WORK TO COMPLETE: Type again, exactly, the lines below from the start through the line that includes "use async_trait::async_trait;".
BEGIN
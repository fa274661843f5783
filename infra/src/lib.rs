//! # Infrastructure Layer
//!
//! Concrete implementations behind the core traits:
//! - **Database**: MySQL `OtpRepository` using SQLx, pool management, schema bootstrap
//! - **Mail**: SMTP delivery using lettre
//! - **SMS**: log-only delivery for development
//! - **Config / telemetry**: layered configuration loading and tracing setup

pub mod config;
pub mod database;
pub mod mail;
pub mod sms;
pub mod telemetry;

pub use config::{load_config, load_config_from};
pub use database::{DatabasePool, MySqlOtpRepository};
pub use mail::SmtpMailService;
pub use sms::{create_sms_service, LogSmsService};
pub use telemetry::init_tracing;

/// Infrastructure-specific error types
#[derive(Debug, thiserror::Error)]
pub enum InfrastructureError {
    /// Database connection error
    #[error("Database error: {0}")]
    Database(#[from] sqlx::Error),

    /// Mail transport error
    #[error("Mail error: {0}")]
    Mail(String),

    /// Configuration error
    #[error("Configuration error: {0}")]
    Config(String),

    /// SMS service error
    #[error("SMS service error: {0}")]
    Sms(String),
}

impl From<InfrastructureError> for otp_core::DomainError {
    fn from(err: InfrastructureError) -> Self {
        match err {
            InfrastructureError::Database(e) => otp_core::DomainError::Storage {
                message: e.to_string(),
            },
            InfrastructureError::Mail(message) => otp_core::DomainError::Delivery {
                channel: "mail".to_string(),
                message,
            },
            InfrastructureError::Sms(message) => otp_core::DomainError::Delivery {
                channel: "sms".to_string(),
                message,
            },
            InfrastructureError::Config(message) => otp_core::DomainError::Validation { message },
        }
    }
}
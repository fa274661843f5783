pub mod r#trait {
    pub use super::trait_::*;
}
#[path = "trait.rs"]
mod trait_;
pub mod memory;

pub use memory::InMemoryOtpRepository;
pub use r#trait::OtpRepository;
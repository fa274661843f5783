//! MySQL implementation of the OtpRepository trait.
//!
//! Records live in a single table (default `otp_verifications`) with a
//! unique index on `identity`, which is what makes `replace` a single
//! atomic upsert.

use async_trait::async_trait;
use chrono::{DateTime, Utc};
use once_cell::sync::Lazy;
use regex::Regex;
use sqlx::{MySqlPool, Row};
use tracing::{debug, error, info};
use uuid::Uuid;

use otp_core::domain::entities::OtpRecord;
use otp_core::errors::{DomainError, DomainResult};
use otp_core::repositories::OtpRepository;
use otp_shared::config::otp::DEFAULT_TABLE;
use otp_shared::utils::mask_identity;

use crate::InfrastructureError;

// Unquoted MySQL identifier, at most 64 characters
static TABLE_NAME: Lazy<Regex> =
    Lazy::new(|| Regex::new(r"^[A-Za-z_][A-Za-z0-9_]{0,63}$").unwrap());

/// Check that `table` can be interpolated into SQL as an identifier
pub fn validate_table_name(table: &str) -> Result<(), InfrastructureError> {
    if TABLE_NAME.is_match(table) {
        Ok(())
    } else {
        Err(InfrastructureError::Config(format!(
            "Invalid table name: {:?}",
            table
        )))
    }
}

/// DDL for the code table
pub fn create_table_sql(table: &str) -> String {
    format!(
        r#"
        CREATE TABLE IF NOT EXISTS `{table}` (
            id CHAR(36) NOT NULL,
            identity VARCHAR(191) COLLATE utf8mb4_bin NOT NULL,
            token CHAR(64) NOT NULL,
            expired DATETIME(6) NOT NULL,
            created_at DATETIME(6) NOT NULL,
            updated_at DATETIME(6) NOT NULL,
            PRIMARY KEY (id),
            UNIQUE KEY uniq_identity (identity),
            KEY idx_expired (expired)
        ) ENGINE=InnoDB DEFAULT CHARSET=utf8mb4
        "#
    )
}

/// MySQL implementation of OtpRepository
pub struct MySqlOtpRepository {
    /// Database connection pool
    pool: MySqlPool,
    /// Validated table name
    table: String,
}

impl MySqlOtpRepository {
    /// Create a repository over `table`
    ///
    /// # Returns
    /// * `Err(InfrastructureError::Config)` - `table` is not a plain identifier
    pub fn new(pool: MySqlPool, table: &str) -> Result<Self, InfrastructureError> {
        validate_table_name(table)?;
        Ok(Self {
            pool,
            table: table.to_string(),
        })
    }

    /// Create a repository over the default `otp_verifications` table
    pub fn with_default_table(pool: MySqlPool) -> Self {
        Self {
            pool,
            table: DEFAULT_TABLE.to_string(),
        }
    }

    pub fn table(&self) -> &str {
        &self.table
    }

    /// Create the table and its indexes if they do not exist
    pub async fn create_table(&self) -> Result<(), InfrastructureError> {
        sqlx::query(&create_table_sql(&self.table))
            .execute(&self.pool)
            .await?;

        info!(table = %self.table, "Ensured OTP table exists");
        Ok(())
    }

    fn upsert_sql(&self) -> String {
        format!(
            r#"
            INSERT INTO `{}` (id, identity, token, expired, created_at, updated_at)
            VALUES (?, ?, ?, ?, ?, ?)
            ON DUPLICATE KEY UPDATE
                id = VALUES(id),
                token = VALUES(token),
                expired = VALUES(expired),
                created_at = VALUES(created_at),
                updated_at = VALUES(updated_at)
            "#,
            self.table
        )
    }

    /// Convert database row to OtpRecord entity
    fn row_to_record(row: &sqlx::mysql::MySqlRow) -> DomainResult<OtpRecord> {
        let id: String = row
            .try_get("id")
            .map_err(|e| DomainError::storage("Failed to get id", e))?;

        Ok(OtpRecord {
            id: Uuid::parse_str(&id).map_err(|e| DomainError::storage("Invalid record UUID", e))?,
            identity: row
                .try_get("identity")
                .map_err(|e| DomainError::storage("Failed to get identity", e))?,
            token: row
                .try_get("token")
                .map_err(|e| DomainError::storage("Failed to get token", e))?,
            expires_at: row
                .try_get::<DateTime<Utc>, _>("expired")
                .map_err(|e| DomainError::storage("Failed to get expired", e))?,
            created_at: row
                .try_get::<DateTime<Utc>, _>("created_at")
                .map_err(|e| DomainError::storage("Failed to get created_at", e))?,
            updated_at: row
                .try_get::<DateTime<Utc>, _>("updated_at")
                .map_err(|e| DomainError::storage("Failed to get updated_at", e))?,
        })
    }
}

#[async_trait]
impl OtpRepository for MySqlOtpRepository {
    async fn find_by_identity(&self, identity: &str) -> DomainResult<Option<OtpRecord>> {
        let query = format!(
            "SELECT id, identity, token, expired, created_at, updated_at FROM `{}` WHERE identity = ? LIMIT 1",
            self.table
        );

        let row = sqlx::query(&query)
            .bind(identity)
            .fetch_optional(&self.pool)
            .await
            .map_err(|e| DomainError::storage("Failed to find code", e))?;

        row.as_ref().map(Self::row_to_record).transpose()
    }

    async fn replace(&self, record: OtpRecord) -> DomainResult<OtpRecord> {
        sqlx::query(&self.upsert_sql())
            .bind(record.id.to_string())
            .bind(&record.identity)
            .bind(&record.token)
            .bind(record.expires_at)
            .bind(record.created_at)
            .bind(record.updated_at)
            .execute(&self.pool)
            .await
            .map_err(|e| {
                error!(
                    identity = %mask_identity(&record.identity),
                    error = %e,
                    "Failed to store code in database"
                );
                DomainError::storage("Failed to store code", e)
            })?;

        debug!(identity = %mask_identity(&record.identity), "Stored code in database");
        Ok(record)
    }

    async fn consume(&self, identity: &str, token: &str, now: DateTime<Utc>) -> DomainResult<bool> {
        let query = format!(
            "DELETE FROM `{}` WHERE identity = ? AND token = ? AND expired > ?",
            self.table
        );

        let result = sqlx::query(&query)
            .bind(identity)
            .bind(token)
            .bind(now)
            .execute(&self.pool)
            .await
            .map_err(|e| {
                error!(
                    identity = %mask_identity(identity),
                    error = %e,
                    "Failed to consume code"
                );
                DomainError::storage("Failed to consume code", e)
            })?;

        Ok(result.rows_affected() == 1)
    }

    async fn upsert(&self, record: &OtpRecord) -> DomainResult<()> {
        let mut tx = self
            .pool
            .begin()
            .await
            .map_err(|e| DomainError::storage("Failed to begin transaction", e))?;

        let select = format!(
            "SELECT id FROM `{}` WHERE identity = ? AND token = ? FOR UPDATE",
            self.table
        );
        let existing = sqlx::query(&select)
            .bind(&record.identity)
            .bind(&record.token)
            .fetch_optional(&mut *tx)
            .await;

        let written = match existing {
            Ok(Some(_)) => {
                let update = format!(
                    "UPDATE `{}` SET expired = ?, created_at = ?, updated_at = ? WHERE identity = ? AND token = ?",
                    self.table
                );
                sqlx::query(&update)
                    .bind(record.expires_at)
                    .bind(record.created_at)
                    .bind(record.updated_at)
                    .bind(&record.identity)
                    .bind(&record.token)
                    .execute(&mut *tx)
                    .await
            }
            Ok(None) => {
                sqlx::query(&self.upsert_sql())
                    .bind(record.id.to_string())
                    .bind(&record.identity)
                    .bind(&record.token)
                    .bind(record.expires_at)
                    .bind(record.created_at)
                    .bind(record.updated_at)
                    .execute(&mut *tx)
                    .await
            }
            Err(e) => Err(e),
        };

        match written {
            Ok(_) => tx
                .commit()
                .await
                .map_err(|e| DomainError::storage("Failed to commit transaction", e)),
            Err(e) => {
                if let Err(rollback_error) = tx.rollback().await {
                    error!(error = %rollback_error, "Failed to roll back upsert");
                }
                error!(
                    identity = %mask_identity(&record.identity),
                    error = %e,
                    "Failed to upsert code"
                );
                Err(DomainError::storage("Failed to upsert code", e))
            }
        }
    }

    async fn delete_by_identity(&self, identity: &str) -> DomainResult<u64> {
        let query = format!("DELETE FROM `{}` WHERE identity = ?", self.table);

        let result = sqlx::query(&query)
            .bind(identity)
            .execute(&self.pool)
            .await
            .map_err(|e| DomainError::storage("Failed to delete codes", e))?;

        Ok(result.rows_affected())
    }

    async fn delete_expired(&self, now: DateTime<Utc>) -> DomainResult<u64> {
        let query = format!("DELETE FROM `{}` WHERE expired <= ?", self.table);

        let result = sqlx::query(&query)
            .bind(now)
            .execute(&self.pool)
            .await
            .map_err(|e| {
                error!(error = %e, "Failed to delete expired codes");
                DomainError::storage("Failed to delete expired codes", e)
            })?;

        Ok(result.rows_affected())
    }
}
END
COMPLETED EXERCISE:
repository fa274661843f5783
filename infra/src/lib.rs
//! # Infrastructure Layer
//!
//! Concrete implementations behind the core traits:
//! - **Database**: MySQL `OtpRepository` using SQLx, pool management, schema bootstrap
//! - **Mail**: SMTP delivery using lettre
//! - **SMS**: log-only delivery for development
//! - **Config / telemetry**: layered configuration loading and tracing setup

pub mod config;
pub mod database;
pub mod mail;
pub mod sms;
pub mod telemetry;

pub use config::{load_config, load_config_from};
pub use database::{DatabasePool, MySqlOtpRepository};
pub use mail::SmtpMailService;
pub use sms::{create_sms_service, LogSmsService};
pub use telemetry::init_tracing;

/// Infrastructure-specific error types
#[derive(Debug, thiserror::Error)]
pub enum InfrastructureError {
    /// Database connection error
    #[error("Database error: {0}")]
    Database(#[from] sqlx::Error),

    /// Mail transport error
    #[error("Mail error: {0}")]
    Mail(String),

    /// Configuration error
    #[error("Configuration error: {0}")]
    Config(String),

    /// SMS service error
    #[error("SMS service error: {0}")]
    Sms(String),
}

impl From<InfrastructureError> for otp_core::DomainError {
    fn from(err: InfrastructureError) -> Self {
        match err {
            InfrastructureError::Database(e) => otp_core::DomainError::Storage {
                message: e.to_string(),
            },
            InfrastructureError::Mail(message) => otp_core::DomainError::Delivery {
                channel: "mail".to_string(),
                message,
            },
            InfrastructureError::Sms(message) => otp_core::DomainError::Delivery {
                channel: "sms".to_string(),
                message,
            },
            InfrastructureError::Config(message) => otp_core::DomainError::Validation { message },
        }
    }
}
repository fa274661843f5783
pub mod r#trait {
    pub use super::trait_::*;
}
#[path = "trait.rs"]
mod trait_;
pub mod memory;

pub use memory::InMemoryOtpRepository;
pub use r#trait::OtpRepository;
repository fa274661843f5783
//! MySQL implementation of the OtpRepository trait.
//!
//! Records live in a single table (default `otp_verifications`) with a
//! unique index on `identity`, which is what makes `replace` a single
//! atomic upsert.

use async_trait::async_trait;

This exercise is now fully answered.